Despite being the 2nd greenest country in Asia, roughly 95% of Singapore’s electricity is generated from natural gas. Visioning forward, the country aims to further develop sustainable energy as part of its 2030 green plan. Concerning the said issue, Singapore’s government intends to import electricity generated from green energy in the form of low-carbon electricity up to 4 gigawatts (GW) or around 30% of its total supply by the year 2035. However, the transition to renewable energy doesn’t guarantee cheaper electricity - as the costs of transmission, backup, and grid enhancements might even increase Singapore’s spendings to power its country. As of now, Singapore is considering laws that would allow the Energy Market Authority (EMA), the country's energy regulator, to impose pollution restrictions on power producing businesses. Due to a tight requirement of importing low-carbon power, EMA will not accept proposals from coal-generated electricity. The first proposal will be established in November with a plan to import up to 1.2 GW of electricity starting in 2027. The second proposal is expected to be issued in the second quarter of 2022 and will encompass the remaining electricity imports by 2035. These imports will allow Singapore to develop regional power grids, support decarbonization, climate action, and diversify energy sources.

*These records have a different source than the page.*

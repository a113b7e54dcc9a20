use std::{os::raw::c_void, ptr::NonNull};

use super::Backend;

pub trait NativeBuffer: Send + Sync {
    type Backend: Backend;

    fn length(&self) -> usize;

    /// Stable identity of the underlying allocation, independent of views.
    fn id(&self) -> usize;

    fn cpu_ptr(&self) -> NonNull<c_void>;
}
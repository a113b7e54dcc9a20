use std::error::Error;

use super::{ComputeEncoder, Context, NativeBuffer};

pub trait Backend: Sized + 'static {
    type NativeBuffer: NativeBuffer<Backend = Self> + Clone + std::fmt::Debug;
    type Context: Context<Backend = Self>;
    type ComputeEncoder: ComputeEncoder<Backend = Self>;
    type PipelineState: Clone;
    type Error: Error;
}
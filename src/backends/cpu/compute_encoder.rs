use std::{collections::HashMap, sync::Mutex};

use bytemuck::{AnyBitPattern, NoUninit};

use super::{
    Cpu, buffer::CpuBuffer, interpreter, pipeline::CpuPipelineState,
};
use crate::{
    Array,
    backends::common::{ComputeEncoder, GridSize},
};

/// Arguments bound on the encoder, as seen by one dispatch.
///
/// Bindings persist until overwritten, so a dispatch observes the union of
/// everything set since the encoder was created.
pub(crate) struct Bindings {
    buffers: HashMap<u32, CpuBuffer>,
    bytes: HashMap<u32, Vec<u8>>,
}

impl Bindings {
    pub(crate) fn buffer(
        &self,
        index: u32,
    ) -> &CpuBuffer {
        self.buffers
            .get(&index)
            .unwrap_or_else(|| panic!("No buffer bound at index {index}"))
    }

    pub(crate) fn scalar<T: AnyBitPattern>(
        &self,
        index: u32,
    ) -> T {
        let bytes = self
            .bytes
            .get(&index)
            .unwrap_or_else(|| panic!("No bytes bound at index {index}"));
        bytemuck::pod_read_unaligned(bytes)
    }
}

struct EncoderState {
    pipeline: Option<CpuPipelineState>,
    buffers: HashMap<u32, CpuBuffer>,
    bytes: HashMap<u32, Vec<u8>>,
}

/// Records bindings and runs the interpreter on dispatch.
pub struct CpuComputeEncoder {
    state: Mutex<EncoderState>,
}

impl CpuComputeEncoder {
    pub(crate) fn new() -> Self {
        Self {
            state: Mutex::new(EncoderState {
                pipeline: None,
                buffers: HashMap::new(),
                bytes: HashMap::new(),
            }),
        }
    }

    fn bind_buffer(
        &self,
        array: &Array<Cpu>,
        index: u32,
    ) {
        self.state
            .lock()
            .unwrap()
            .buffers
            .insert(index, array.buffer().clone());
    }
}

impl ComputeEncoder for CpuComputeEncoder {
    type Backend = Cpu;

    fn set_compute_pipeline_state(
        &self,
        pipeline: &CpuPipelineState,
    ) {
        self.state.lock().unwrap().pipeline = Some(pipeline.clone());
    }

    fn set_input_array(
        &self,
        array: &Array<Cpu>,
        index: u32,
    ) {
        self.bind_buffer(array, index);
    }

    fn set_output_array(
        &self,
        array: &Array<Cpu>,
        index: u32,
    ) {
        self.bind_buffer(array, index);
    }

    fn set_bytes<T: NoUninit>(
        &self,
        value: &T,
        index: u32,
    ) {
        self.state
            .lock()
            .unwrap()
            .bytes
            .insert(index, bytemuck::bytes_of(value).to_vec());
    }

    fn dispatch_threadgroups(
        &self,
        grid: GridSize,
        group: GridSize,
    ) {
        let state = self.state.lock().unwrap();
        let pipeline = state
            .pipeline
            .as_ref()
            .unwrap_or_else(|| panic!("Dispatch without a pipeline"))
            .clone();
        let bindings = Bindings {
            buffers: state.buffers.clone(),
            bytes: state.bytes.clone(),
        };
        drop(state);
        interpreter::execute(pipeline.spec(), &bindings, grid, group);
    }
}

Prior to this import policy, the energy crisis was occurring in a number of countries, one of which was experienced by Singapore. The energy crisis that occurred in Singapore was not separated from its relationship with Indonesia. The factor that escalated this issue in Singapore is its dependence on Indonesia in natural gas supply. In July 2021, the West Natuna pipeline used to import natural gas from Indonesia was damaged. In contrast to the high demand for electricity, the low energy supply could potentially lead to spikes in electricity prices. Knowing, Singapore is a country that relies on gas for electricity generation. This country almost fulfills all of its energy needs with imports. On the other hand, there is an increase in Liquid Natural Gas (LNG) prices throughout the world, which further accelerates the crisis in Singapore. As an impact, Singapore’s power plant company had trouble switching the purchase to LNG to cover gas pipeline supply deficiency from Indonesia. The issue also affects the three electricity companies in Singapore: Best Electricity Supply, Ohm Energy, and iSwitch Energy - which have stopped their enterprise due to the surge of electricity cost. By shifting to renewable energy, Singapore hopes to create energy stability and minimize volatility in electricity prices.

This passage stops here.